When anyone dies without a will in New Jersey, they are said to have died “intestate.” This is the legal term for a deceased person who has not left any testamentary documents regarding the distribution of their assets. Some people mistakenly believe that an intestate decedent’s property will be taken by the state in which they reside. While that is not true, there are state laws that govern who the property should be divided between, and who should make decisions for the estate.

It’s important to know that not all assets are created equal. In fact, many types of assets/property are not passed from person to person via Last Will and Testament at all. These include:

  • Proceeds from a life insurance policy
  • Funds in an IRA, 401(k) or retirement account
  • Property named in a living trust
  • Funds in a POD bank account (payable on death)
  • Real estate, bank accounts, etc held in joint tenancy
  • Stocks, real estate or vehicles with a TOD (transfer on death) deed or title

The above assets will be distributed according to their individual documentation. They should each name a beneficiary or have a joint owner, making their transfer rather clear. Again, the above assets are never included as part of a will, and are inherited outside of the deceased’s estate.

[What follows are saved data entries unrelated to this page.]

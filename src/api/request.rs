//! API request envelope
//!
//! The inbound HTTP-like request shape: method, path, optional path
//! parameters, optional body.

use std::collections::HashMap;

use serde::{Deserialize, Deserializer};
use serde_json::Value;

/// Inbound request envelope.
///
/// Deserializes from the camelCase JSON wire shape. A string body is parsed
/// as JSON on the way in; parse failure leaves the raw string in place, so
/// handlers reject it as non-object.
#[derive(Debug, Clone, Deserialize)]
#[serde(rename_all = "camelCase")]
pub struct ApiRequest {
    pub method: String,
    pub path: String,
    #[serde(default)]
    pub path_parameters: HashMap<String, String>,
    #[serde(default, deserialize_with = "deserialize_body")]
    pub body: Option<Value>,
}

impl ApiRequest {
    /// Build a request programmatically (tests and embedding callers).
    pub fn new(method: impl Into<String>, path: impl Into<String>) -> Self {
        Self {
            method: method.into(),
            path: path.into(),
            path_parameters: HashMap::new(),
            body: None,
        }
    }

    /// Attach a body. Strings get the same parse-or-keep-raw treatment as
    /// the wire path.
    pub fn with_body(mut self, body: Value) -> Self {
        self.body = Some(normalize_body(body));
        self
    }

    pub fn with_path_parameter(
        mut self,
        key: impl Into<String>,
        value: impl Into<String>,
    ) -> Self {
        self.path_parameters.insert(key.into(), value.into());
        self
    }

    /// Parse a request from its JSON envelope.
    pub fn parse(json: &str) -> Result<Self, serde_json::Error> {
        serde_json::from_str(json)
    }
}

fn deserialize_body<'de, D>(deserializer: D) -> Result<Option<Value>, D::Error>
where
    D: Deserializer<'de>,
{
    let raw = Option::<Value>::deserialize(deserializer)?;
    Ok(raw.map(normalize_body))
}

fn normalize_body(raw: Value) -> Value {
    match raw {
        Value::String(text) => serde_json::from_str(&text).unwrap_or(Value::String(text)),
        other => other,
    }
}
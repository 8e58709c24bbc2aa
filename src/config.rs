//! Handler configuration
//!
//! Routing and observability knobs for the dispatcher.

use serde::{Deserialize, Serialize};

/// Dispatcher configuration.
#[derive(Debug, Clone, Serialize, Deserialize)]
pub struct HandlerConfig {
    /// Logical component name, attached to metric emissions as the
    /// `component` dimension and to request logs.
    #[serde(default = "default_component")]
    pub component: String,

    /// Collection path suffix matched by the create route. Id-scoped routes
    /// live under `<collection_path>/`.
    #[serde(default = "default_collection_path")]
    pub collection_path: String,
}

fn default_component() -> String {
    "itemstore".to_string()
}

fn default_collection_path() -> String {
    "/items".to_string()
}

impl Default for HandlerConfig {
    fn default() -> Self {
        Self {
            component: default_component(),
            collection_path: default_collection_path(),
        }
    }
}

impl HandlerConfig {
    /// Default configuration with the component name taken from the
    /// `ITEMSTORE_COMPONENT` environment variable when set and non-empty.
    pub fn from_env() -> Self {
        let mut config = Self::default();
        if let Ok(component) = std::env::var("ITEMSTORE_COMPONENT") {
            if !component.is_empty() {
                config.component = component;
            }
        }
        config
    }
}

In order to transfer ownership of the rest of the decedent’s assets and property, NJ state law dictates, using “intestate succession” laws to do so.

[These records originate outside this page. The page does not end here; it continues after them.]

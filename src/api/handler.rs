//! Request dispatcher and CRUD operation handlers
//!
//! The dispatcher owns the route table and the outermost failure boundary.
//! Each operation handler validates its input, performs at most two storage
//! calls, and converts every expected failure into a structured response
//! before it leaves this module; only panics reach the boundary.

use std::panic::{self, AssertUnwindSafe};
use std::time::Instant;

use serde_json::{Map, Value};
use uuid::Uuid;

use crate::config::HandlerConfig;
use crate::item::{AttributeMerge, Item};
use crate::observability::{Metric, ObservabilitySink, Severity};
use crate::storage::{ItemStore, StorageError};

use super::errors::{HandlerError, HandlerResult, Operation};
use super::request::ApiRequest;
use super::response::{ApiResponse, MutationAck};
use super::router::{self, Route};

/// Dispatcher over an item store and an observability sink.
///
/// Holds no mutable state of its own; the store provides its own interior
/// concurrency control, so `dispatch` is `&self` and safe to call from any
/// number of threads.
pub struct Dispatcher<S, O> {
    store: S,
    sink: O,
    config: HandlerConfig,
}

impl<S: ItemStore, O: ObservabilitySink> Dispatcher<S, O> {
    pub fn new(store: S, sink: O, config: HandlerConfig) -> Self {
        Self {
            store,
            sink,
            config,
        }
    }

    /// Borrow the store.
    pub fn store(&self) -> &S {
        &self.store
    }

    /// Borrow the sink (metrics snapshots, test assertions).
    pub fn sink(&self) -> &O {
        &self.sink
    }

    /// Handle one request end to end.
    ///
    /// Expected failures come back as structured 4xx/5xx responses from the
    /// operation handlers. This wrapper catches only panics, which map to a
    /// generic 500 with an error counter; every other dispatch counts as a
    /// successful invocation regardless of status code.
    pub fn dispatch(&self, request: &ApiRequest) -> ApiResponse {
        let request_id = Uuid::new_v4().to_string();

        self.sink.log(
            Severity::Info,
            "INCOMING_REQUEST",
            &[
                ("requestId", &request_id),
                ("method", &request.method),
                ("path", &request.path),
                ("component", &self.config.component),
            ],
        );

        let outcome = panic::catch_unwind(AssertUnwindSafe(|| self.route(request, &request_id)));

        match outcome {
            Ok(response) => {
                let status = response.status_code.to_string();
                self.sink.log(
                    Severity::Info,
                    "REQUEST_COMPLETE",
                    &[
                        ("requestId", &request_id),
                        ("statusCode", &status),
                        ("method", &request.method),
                        ("path", &request.path),
                    ],
                );
                self.emit_count(Metric::SuccessfulInvocations, 1);
                response
            }
            Err(_) => {
                self.sink.log(
                    Severity::Error,
                    "UNHANDLED_ERROR",
                    &[
                        ("requestId", &request_id),
                        ("method", &request.method),
                        ("path", &request.path),
                    ],
                );
                self.emit_count(Metric::InvocationErrors, 1);
                ApiResponse::error(500, "Internal server error")
            }
        }
    }

    /// Classify and run one operation, converting handler errors into their
    /// structured responses.
    fn route(&self, request: &ApiRequest, request_id: &str) -> ApiResponse {
        let result = match router::classify(request, &self.config) {
            Route::CreateItem => self.handle_create(request.body.as_ref(), request_id),
            Route::GetItem(id) => self.handle_get(&id, request_id),
            Route::UpdateItem(id) => self.handle_update(&id, request.body.as_ref(), request_id),
            Route::DeleteItem(id) => self.handle_delete(&id, request_id),
            Route::NotMatched => {
                self.sink.log(
                    Severity::Warn,
                    "ROUTE_NOT_MATCHED",
                    &[
                        ("requestId", request_id),
                        ("method", &request.method),
                        ("path", &request.path),
                    ],
                );
                Err(HandlerError::RouteNotFound)
            }
        };

        match result {
            Ok(response) => response,
            Err(error) => {
                if error.status_code() == 400 {
                    let reason = error.to_string();
                    self.sink.log(
                        Severity::Warn,
                        "VALIDATION_FAILED",
                        &[("requestId", request_id), ("reason", &reason)],
                    );
                }
                ApiResponse::error(error.status_code(), &error.to_string())
            }
        }
    }

    /// Create: validate body, generate the identifier, single unconditional
    /// insert.
    fn handle_create(
        &self,
        body: Option<&Value>,
        request_id: &str,
    ) -> HandlerResult<ApiResponse> {
        let started = Instant::now();

        let body = object_body(body)?;
        if !body.contains_key("name") {
            return Err(HandlerError::MissingField("name"));
        }

        let item_id = Uuid::new_v4().to_string();
        let item = Item::from_body(item_id.clone(), epoch_now(), body);

        if let Err(source) = self.store.put(item) {
            self.log_storage_error(request_id, &item_id, &source);
            return Err(HandlerError::Storage {
                op: Operation::Create,
                source,
            });
        }

        self.sink.log(
            Severity::Info,
            "ITEM_CREATED",
            &[("requestId", request_id), ("itemId", &item_id)],
        );
        self.emit_count(Metric::ItemsCreated, 1);
        self.emit_timing(Metric::ProcessingTime, started.elapsed().as_millis() as u64);

        Ok(ApiResponse::json(
            201,
            &MutationAck {
                item_id,
                message: "Item created successfully",
            },
        ))
    }

    /// Get: single point lookup.
    fn handle_get(&self, item_id: &str, request_id: &str) -> HandlerResult<ApiResponse> {
        if item_id.is_empty() {
            return Err(HandlerError::MissingId(Operation::Get));
        }

        let found = self.store.get(item_id).map_err(|source| {
            self.log_storage_error(request_id, item_id, &source);
            HandlerError::Storage {
                op: Operation::Get,
                source,
            }
        })?;

        match found {
            Some(item) => {
                self.sink.log(
                    Severity::Info,
                    "ITEM_RETRIEVED",
                    &[("requestId", request_id), ("itemId", item_id)],
                );
                Ok(ApiResponse::json(200, &item))
            }
            None => {
                self.log_not_found(request_id, item_id);
                Err(HandlerError::NotFound)
            }
        }
    }

    /// Update: existence check, then partial merge. Never an upsert.
    fn handle_update(
        &self,
        item_id: &str,
        body: Option<&Value>,
        request_id: &str,
    ) -> HandlerResult<ApiResponse> {
        if item_id.is_empty() {
            return Err(HandlerError::MissingId(Operation::Update));
        }
        let body = object_body(body)?;

        let existing = self.store.get(item_id).map_err(|source| {
            self.log_storage_error(request_id, item_id, &source);
            HandlerError::Storage {
                op: Operation::Update,
                source,
            }
        })?;
        if existing.is_none() {
            self.log_not_found(request_id, item_id);
            return Err(HandlerError::NotFound);
        }

        let merge = AttributeMerge::from_body(epoch_now(), body);
        self.store.update(item_id, merge).map_err(|source| {
            self.log_storage_error(request_id, item_id, &source);
            HandlerError::Storage {
                op: Operation::Update,
                source,
            }
        })?;

        self.sink.log(
            Severity::Info,
            "ITEM_UPDATED",
            &[("requestId", request_id), ("itemId", item_id)],
        );

        Ok(ApiResponse::json(
            200,
            &MutationAck {
                item_id: item_id.to_string(),
                message: "Item updated successfully",
            },
        ))
    }

    /// Delete: existence check, then unconditional delete by key.
    fn handle_delete(&self, item_id: &str, request_id: &str) -> HandlerResult<ApiResponse> {
        if item_id.is_empty() {
            return Err(HandlerError::MissingId(Operation::Delete));
        }

        let existing = self.store.get(item_id).map_err(|source| {
            self.log_storage_error(request_id, item_id, &source);
            HandlerError::Storage {
                op: Operation::Delete,
                source,
            }
        })?;
        if existing.is_none() {
            self.log_not_found(request_id, item_id);
            return Err(HandlerError::NotFound);
        }

        self.store.delete(item_id).map_err(|source| {
            self.log_storage_error(request_id, item_id, &source);
            HandlerError::Storage {
                op: Operation::Delete,
                source,
            }
        })?;

        self.sink.log(
            Severity::Info,
            "ITEM_DELETED",
            &[("requestId", request_id), ("itemId", item_id)],
        );

        Ok(ApiResponse::json(
            200,
            &MutationAck {
                item_id: item_id.to_string(),
                message: "Item deleted successfully",
            },
        ))
    }

    fn log_storage_error(&self, request_id: &str, item_id: &str, error: &StorageError) {
        let rendered = error.to_string();
        self.sink.log(
            Severity::Error,
            "STORAGE_ERROR",
            &[
                ("requestId", request_id),
                ("itemId", item_id),
                ("error", &rendered),
            ],
        );
    }

    fn log_not_found(&self, request_id: &str, item_id: &str) {
        self.sink.log(
            Severity::Info,
            "ITEM_NOT_FOUND",
            &[("requestId", request_id), ("itemId", item_id)],
        );
    }

    fn emit_count(&self, metric: Metric, value: u64) {
        self.sink
            .emit_count(metric, value, &[("component", &self.config.component)]);
    }

    fn emit_timing(&self, metric: Metric, millis: u64) {
        self.sink
            .emit_timing(metric, millis, &[("component", &self.config.component)]);
    }
}

/// The body must be present and a JSON object.
fn object_body(body: Option<&Value>) -> HandlerResult<&Map<String, Value>> {
    body.and_then(Value::as_object).ok_or(HandlerError::InvalidBody)
}

/// Current epoch seconds.
fn epoch_now() -> i64 {
    chrono::Utc::now().timestamp()
}

#[cfg(test)]
mod tests {
    use super::*;
    use crate::observability::RecordingSink;
    use crate::storage::MemoryStore;
    use serde_json::json;

    fn dispatcher() -> Dispatcher<MemoryStore, RecordingSink> {
        Dispatcher::new(
            MemoryStore::new(),
            RecordingSink::new(),
            HandlerConfig::default(),
        )
    }

    fn body_of(response: &ApiResponse) -> Value {
        serde_json::from_str(&response.body).unwrap()
    }

    #[test]
    fn test_create_returns_201_with_item_id() {
        let dispatcher = dispatcher();
        let request = ApiRequest::new("POST", "/items").with_body(json!({"name": "Widget"}));

        let response = dispatcher.dispatch(&request);

        assert_eq!(response.status_code, 201);
        let body = body_of(&response);
        assert!(!body["itemId"].as_str().unwrap().is_empty());
        assert_eq!(body["message"], "Item created successfully");
        assert_eq!(dispatcher.store().len(), 1);
    }

    #[test]
    fn test_create_without_name_is_rejected() {
        let dispatcher = dispatcher();
        let request =
            ApiRequest::new("POST", "/items").with_body(json!({"description": "no name"}));

        let response = dispatcher.dispatch(&request);

        assert_eq!(response.status_code, 400);
        assert_eq!(body_of(&response)["error"], "Missing required field: name");
        assert!(dispatcher.store().is_empty());
    }

    #[test]
    fn test_create_with_non_object_body_is_rejected() {
        let dispatcher = dispatcher();

        let missing = dispatcher.dispatch(&ApiRequest::new("POST", "/items"));
        assert_eq!(missing.status_code, 400);
        assert_eq!(
            body_of(&missing)["error"],
            "Invalid input: body must be a JSON object"
        );

        let raw = dispatcher
            .dispatch(&ApiRequest::new("POST", "/items").with_body(json!("not json at all")));
        assert_eq!(raw.status_code, 400);
    }

    #[test]
    fn test_unmatched_route_is_404() {
        let dispatcher = dispatcher();

        let response = dispatcher.dispatch(&ApiRequest::new("PATCH", "/items/abc"));

        assert_eq!(response.status_code, 404);
        assert_eq!(body_of(&response)["error"], "Not found");
    }

    #[test]
    fn test_get_empty_id_is_rejected() {
        let dispatcher = dispatcher();

        let response = dispatcher.dispatch(&ApiRequest::new("GET", "/items/"));

        assert_eq!(response.status_code, 400);
        assert_eq!(body_of(&response)["error"], "Item ID is required");
    }

    #[test]
    fn test_create_emits_count_and_timing() {
        let dispatcher = dispatcher();
        let request = ApiRequest::new("POST", "/items").with_body(json!({"name": "Widget"}));

        dispatcher.dispatch(&request);

        assert_eq!(dispatcher.sink().count_total(Metric::ItemsCreated), 1);
        let timings = dispatcher.sink().timings();
        assert_eq!(timings.len(), 1);
        assert_eq!(timings[0].metric, Metric::ProcessingTime);
    }
}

Since there is no will (in which an executor would have been named), the New Jersey Surrogate’s Court will appoint such a person so that the estate can be properly and fairly distributed. The NJ Surrogate’s Court typically chooses someone from the following list, in order of preference: surviving spouse, surviving partner of a civil union, children, grandchildren, parents, siblings, nieces, nephews.

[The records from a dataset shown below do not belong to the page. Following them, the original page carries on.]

//! Observability for itemstore
//!
//! Structured one-line JSON logs plus best-effort counters and timers, all
//! behind the [`ObservabilitySink`] trait so tests can substitute a
//! recording double. Everything here is fire-and-forget: a failing sink
//! never affects the request path.

mod logger;
mod metrics;
mod recording;
mod sink;

pub use logger::{Logger, Severity};
pub use metrics::{Metric, MetricsRegistry, MetricsSnapshot};
pub use recording::{LogRecord, MetricRecord, RecordingSink};
pub use sink::{ObservabilitySink, StdoutSink};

Ultimately, the person who is selected as the estate’s administrator (executor) will be responsible for the fair and legal distribution of the estate to its heirs and creditors. S/he may be summoned to Surrogate’s Court to explain how or why  assets or property were distributed in a certain way. If mistakes are made by the estate administrator, s/he may be forced to pay for any losses that were suffered by the estate’s heirs and creditors.

Because it is such a big responsibility, many estate administrators choose to hire and work with an attorney during the process of distributing the estate. This is acceptable, and executors are permitted to use money from the estate to pay for this expense.

Distribution of the estate money and property must be completed in a very specific order so as to be legally correct. Before any heirs or survivors receive anything, all outstanding creditors and taxes must be paid. Following this distribution order is critical, because if it is later found that the executor made distribution errors, there’s a good chance s/he would be held personally responsible.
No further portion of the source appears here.